The most direct and important fruits of that expansion of research into telomerase have been studies on the pharmacological and transgenic activation of telomerase in the tissues of aging mice. Several such reports have appeared over the years, each hailed prematurely as evidence of the life- and health-extending power of the enzyme. The most important of these studies have been a series of experiments by María Blasco, PhD, SENS Foundation Research Advisory Board member and Director of the Molecular Oncology Programme at Spain’s National Cancer Research Centre (CNIO).

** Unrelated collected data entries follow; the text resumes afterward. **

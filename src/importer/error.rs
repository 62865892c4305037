// ==========================================
// 供应链网络优化系统 - 导入模块错误类型
// ==========================================
// 工具: thiserror 派生宏
// ==========================================

use thiserror::Error;

/// 导入模块错误类型
#[derive(Error, Debug)]
pub enum ImportError {
    // ===== 文件相关错误 =====
    #[error("文件不存在: {0}")]
    FileNotFound(String),

    #[error("文件格式不支持: {0}（仅支持 .csv）")]
    UnsupportedFormat(String),

    #[error("CSV 解析失败: {0}")]
    CsvParseError(String),

    // ===== 数据映射错误 =====
    #[error("类型转换失败 (行 {row}, 字段 {field}): {message}")]
    TypeConversionError {
        row: usize,
        field: String,
        message: String,
    },

    // ===== 数据库错误 =====
    #[error("数据写入失败: {0}")]
    DatabaseError(String),
}

impl From<csv::Error> for ImportError {
    fn from(err: csv::Error) -> Self {
        ImportError::CsvParseError(err.to_string())
    }
}

/// Result 类型别名
pub type ImportResult<T> = Result<T, ImportError>;
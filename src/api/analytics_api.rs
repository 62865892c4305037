// ==========================================
// 供应链网络优化系统 - 分析视图 API
// ==========================================
// 职责: 固定白名单内的分析视图查询, 行原样返回
// 契约: 视图名不在白名单内 => InvalidInput; 本层不做二次聚合
// ==========================================

use crate::api::error::{ApiError, ApiResult};
use crate::repository::analytics_repo::{AnalyticsViewRepository, ALLOWED_VIEWS};
use serde_json::Value;
use std::sync::Arc;
use tracing::debug;

// ==========================================
// AnalyticsApi - 分析视图 API
// ==========================================
pub struct AnalyticsApi {
    analytics_repo: Arc<AnalyticsViewRepository>,
}

impl AnalyticsApi {
    /// 创建新的 AnalyticsApi 实例
    pub fn new(analytics_repo: Arc<AnalyticsViewRepository>) -> Self {
        Self { analytics_repo }
    }

    /// 读取白名单视图的所有行
    ///
    /// # 参数
    /// - view_name: 视图名 (cost_to_serve / service_level_by_customer / stockout_risk)
    ///
    /// # 返回
    /// - Ok(Vec<Value>): 视图行, 每行一个 JSON 对象
    /// - Err(InvalidInput): 视图名不在白名单内
    pub fn get_view(&self, view_name: &str) -> ApiResult<Vec<Value>> {
        if !AnalyticsViewRepository::is_allowed(view_name) {
            return Err(ApiError::InvalidInput(format!(
                "无效的分析视图名: {} (允许: {})",
                view_name,
                ALLOWED_VIEWS.join(", ")
            )));
        }

        let rows = self.analytics_repo.fetch_view_rows(view_name)?;
        debug!(view_name, rows_count = rows.len(), "分析视图查询完成");
        Ok(rows)
    }
}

A tantalizing new report in this series has just appeared(9) — but to understand it in context, we will first review those that led up to it.
"Healthy" Animals Riddled with Cancer
In the first of these studies,(1,2) Dr. Blasco’s group targeted transgenic overexpression of the catalytic subunit of murine telomerase (mTERT) to the stem and proliferative cell pools of a wide range of epithelial tissues, by placing their construct under the control of the bovine keratin 5 promoter. Despite the fact that these “K5-mTERT” transgenic mice had mean telomere lengths similar to those of wild-type mice, the transgenic mTERT caused a more vigorous epidermal tissue proliferative response — resulting in “Antagonistic effects of telomerase on cancer and aging”. On the one hand, K5-mTERT mice had improved wound healing and reduced rates of inflammatory and degenerative renal lesions and testicular atrophy. On the other hand, this more ready tissue renewal came coupled with “a higher incidence of both induced and spontaneous tumors… [and] some hyperproliferative lesions, such as mucosal hyperplasia of the stomach or the intestine, as well as acinar hyperplasia in the mammary glands… These results suggested that TERT overexpression facilitates cell proliferation and cooperates with other mutations in tumor development in the absence of significant changes in telomere length.”(3)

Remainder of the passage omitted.